DATA EXCERPTS below:
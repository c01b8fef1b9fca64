//! Polymarket market-channel message parsing
//!
//! Turns `book`, `price_change` and `last_trade_price` events into per-token
//! price updates. The exit side of a position sells into the bid, so book
//! snapshots contribute their best bid.

use chrono::{DateTime, TimeZone, Utc};
use rust_decimal::Decimal;
use serde::Deserialize;
use serde_json::Value;
use std::str::FromStr;

/// A price observation for one token
#[derive(Debug, Clone, PartialEq, Eq)]
pub struct PriceUpdate {
    pub token_id: String,
    pub price: Decimal,
    pub timestamp: DateTime<Utc>,
}

/// Order book snapshot event
#[derive(Debug, Deserialize)]
struct BookEvent {
    asset_id: String,
    #[serde(default)]
    bids: Vec<BookLevel>,
    #[serde(default)]
    timestamp: Option<String>,
}

#[derive(Debug, Deserialize)]
struct BookLevel {
    price: String,
    size: String,
}

/// `price_change` event carrying a batch of level changes
#[derive(Debug, Deserialize)]
struct PriceChangesMessage {
    price_changes: Vec<PriceChange>,
    #[serde(default)]
    timestamp: Option<String>,
}

#[derive(Debug, Deserialize)]
struct PriceChange {
    asset_id: String,
    price: String,
    #[serde(default)]
    side: String,
    #[serde(default)]
    best_bid: Option<String>,
}

/// `last_trade_price` event
#[derive(Debug, Deserialize)]
struct LastTradeEvent {
    asset_id: String,
    price: String,
    #[serde(default)]
    timestamp: Option<String>,
}

/// Parse one WebSocket text frame; unknown or malformed events yield nothing
pub fn parse_market_message(text: &str) -> Vec<PriceUpdate> {
    let mut updates = Vec::new();

    match serde_json::from_str::<Value>(text) {
        Ok(Value::Array(events)) => {
            for event in &events {
                parse_single_event(event, &mut updates);
            }
        }
        Ok(event @ Value::Object(_)) => parse_single_event(&event, &mut updates),
        Ok(_) => {}
        Err(e) => {
            tracing::trace!(error = %e, "Ignoring non-JSON market message");
        }
    }

    updates
}

fn parse_single_event(event: &Value, out: &mut Vec<PriceUpdate>) {
    let event_type = event
        .get("event_type")
        .and_then(|v| v.as_str())
        .unwrap_or("");

    let result = match event_type {
        "book" => parse_book(event, out),
        "price_change" => parse_price_changes(event, out),
        "last_trade_price" => parse_last_trade(event, out),
        "" if event.get("asset_id").is_some() && event.get("bids").is_some() => {
            parse_book(event, out)
        }
        "" if event.get("price_changes").is_some() => parse_price_changes(event, out),
        other => {
            tracing::trace!(event_type = other, "Ignoring market event");
            Ok(())
        }
    };

    if let Err(e) = result {
        tracing::debug!(event_type, error = %e, "Failed to parse market event");
    }
}

fn parse_book(event: &Value, out: &mut Vec<PriceUpdate>) -> serde_json::Result<()> {
    let book: BookEvent = serde_json::from_value(event.clone())?;
    let best_bid = book
        .bids
        .iter()
        .filter_map(|l| {
            let price = Decimal::from_str(&l.price).ok()?;
            let size = Decimal::from_str(&l.size).ok()?;
            (size > Decimal::ZERO).then_some(price)
        })
        .max();

    if let Some(price) = best_bid {
        out.push(PriceUpdate {
            token_id: book.asset_id,
            price,
            timestamp: parse_timestamp(book.timestamp.as_deref()),
        });
    }
    Ok(())
}

fn parse_price_changes(event: &Value, out: &mut Vec<PriceUpdate>) -> serde_json::Result<()> {
    if event.get("price_changes").is_none() {
        return Ok(());
    }
    let msg: PriceChangesMessage = serde_json::from_value(event.clone())?;
    let timestamp = parse_timestamp(msg.timestamp.as_deref());

    for change in msg.price_changes {
        let price = match change.best_bid.as_deref().map(Decimal::from_str) {
            Some(Ok(bid)) => Some(bid),
            _ if change.side == "BUY" => Decimal::from_str(&change.price).ok(),
            _ => None,
        };
        if let Some(price) = price.filter(|p| *p > Decimal::ZERO) {
            out.push(PriceUpdate {
                token_id: change.asset_id,
                price,
                timestamp,
            });
        }
    }
    Ok(())
}

fn parse_last_trade(event: &Value, out: &mut Vec<PriceUpdate>) -> serde_json::Result<()> {
    let trade: LastTradeEvent = serde_json::from_value(event.clone())?;
    if let Ok(price) = Decimal::from_str(&trade.price) {
        out.push(PriceUpdate {
            token_id: trade.asset_id,
            price,
            timestamp: parse_timestamp(trade.timestamp.as_deref()),
        });
    }
    Ok(())
}

/// Millisecond epoch string, falling back to now
fn parse_timestamp(raw: Option<&str>) -> DateTime<Utc> {
    raw.and_then(|s| s.parse::<i64>().ok())
        .and_then(|ms| Utc.timestamp_millis_opt(ms).single())
        .unwrap_or_else(Utc::now)
}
End of DATA EXCERPTS.
*WHAT YOU ARE ASKED TO DO*.
Please reproduce the data as it was given, with every line exact.

*TASK SOLUTION*.
repository c01b8fef1b9fca64
//! Polymarket market-channel message parsing
//!
//! Turns `book`, `price_change` and `last_trade_price` events into per-token
//! price updates. The exit side of a position sells into the bid, so book
//! snapshots contribute their best bid.

use chrono::{DateTime, TimeZone, Utc};
use rust_decimal::Decimal;
use serde::Deserialize;
use serde_json::Value;
use std::str::FromStr;

/// A price observation for one token
#[derive(Debug, Clone, PartialEq, Eq)]
pub struct PriceUpdate {
    pub token_id: String,
    pub price: Decimal,
    pub timestamp: DateTime<Utc>,
}

/// Order book snapshot event
#[derive(Debug, Deserialize)]
struct BookEvent {
    asset_id: String,
    #[serde(default)]
    bids: Vec<BookLevel>,
    #[serde(default)]
    timestamp: Option<String>,
}

#[derive(Debug, Deserialize)]
struct BookLevel {
    price: String,
    size: String,
}

/// `price_change` event carrying a batch of level changes
#[derive(Debug, Deserialize)]
struct PriceChangesMessage {
    price_changes: Vec<PriceChange>,
    #[serde(default)]
    timestamp: Option<String>,
}

#[derive(Debug, Deserialize)]
struct PriceChange {
    asset_id: String,
    price: String,
    #[serde(default)]
    side: String,
    #[serde(default)]
    best_bid: Option<String>,
}

/// `last_trade_price` event
#[derive(Debug, Deserialize)]
struct LastTradeEvent {
    asset_id: String,
    price: String,
    #[serde(default)]
    timestamp: Option<String>,
}

/// Parse one WebSocket text frame; unknown or malformed events yield nothing
pub fn parse_market_message(text: &str) -> Vec<PriceUpdate> {
    let mut updates = Vec::new();

    match serde_json::from_str::<Value>(text) {
        Ok(Value::Array(events)) => {
            for event in &events {
                parse_single_event(event, &mut updates);
            }
        }
        Ok(event @ Value::Object(_)) => parse_single_event(&event, &mut updates),
        Ok(_) => {}
        Err(e) => {
            tracing::trace!(error = %e, "Ignoring non-JSON market message");
        }
    }

    updates
}

fn parse_single_event(event: &Value, out: &mut Vec<PriceUpdate>) {
    let event_type = event
        .get("event_type")
        .and_then(|v| v.as_str())
        .unwrap_or("");

    let result = match event_type {
        "book" => parse_book(event, out),
        "price_change" => parse_price_changes(event, out),
        "last_trade_price" => parse_last_trade(event, out),
        "" if event.get("asset_id").is_some() && event.get("bids").is_some() => {
            parse_book(event, out)
        }
        "" if event.get("price_changes").is_some() => parse_price_changes(event, out),
        other => {
            tracing::trace!(event_type = other, "Ignoring market event");
            Ok(())
        }
    };

    if let Err(e) = result {
        tracing::debug!(event_type, error = %e, "Failed to parse market event");
    }
}

fn parse_book(event: &Value, out: &mut Vec<PriceUpdate>) -> serde_json::Result<()> {
    let book: BookEvent = serde_json::from_value(event.clone())?;
    let best_bid = book
        .bids
        .iter()
        .filter_map(|l| {
            let price = Decimal::from_str(&l.price).ok()?;
            let size = Decimal::from_str(&l.size).ok()?;
            (size > Decimal::ZERO).then_some(price)
        })
        .max();

    if let Some(price) = best_bid {
        out.push(PriceUpdate {
            token_id: book.asset_id,
            price,
            timestamp: parse_timestamp(book.timestamp.as_deref()),
        });
    }
    Ok(())
}

fn parse_price_changes(event: &Value, out: &mut Vec<PriceUpdate>) -> serde_json::Result<()> {
    if event.get("price_changes").is_none() {
        return Ok(());
    }
    let msg: PriceChangesMessage = serde_json::from_value(event.clone())?;
    let timestamp = parse_timestamp(msg.timestamp.as_deref());

    for change in msg.price_changes {
        let price = match change.best_bid.as_deref().map(Decimal::from_str) {
            Some(Ok(bid)) => Some(bid),
            _ if change.side == "BUY" => Decimal::from_str(&change.price).ok(),
            _ => None,
        };
        if let Some(price) = price.filter(|p| *p > Decimal::ZERO) {
            out.push(PriceUpdate {
                token_id: change.asset_id,
                price,
                timestamp,
            });
        }
    }
    Ok(())
}

fn parse_last_trade(event: &Value, out: &mut Vec<PriceUpdate>) -> serde_json::Result<()> {
    let trade: LastTradeEvent = serde_json::from_value(event.clone())?;
    if let Ok(price) = Decimal::from_str(&trade.price) {
        out.push(PriceUpdate {
            token_id: trade.asset_id,
            price,
            timestamp: parse_timestamp(trade.timestamp.as_deref()),
        });
    }
    Ok(())
}

/// Millisecond epoch string, falling back to now
fn parse_timestamp(raw: Option<&str>) -> DateTime<Utc> {
    raw.and_then(|s| s.parse::<i64>().ok())
        .and_then(|ms| Utc.timestamp_millis_opt(ms).single())
        .unwrap_or_else(Utc::now)
}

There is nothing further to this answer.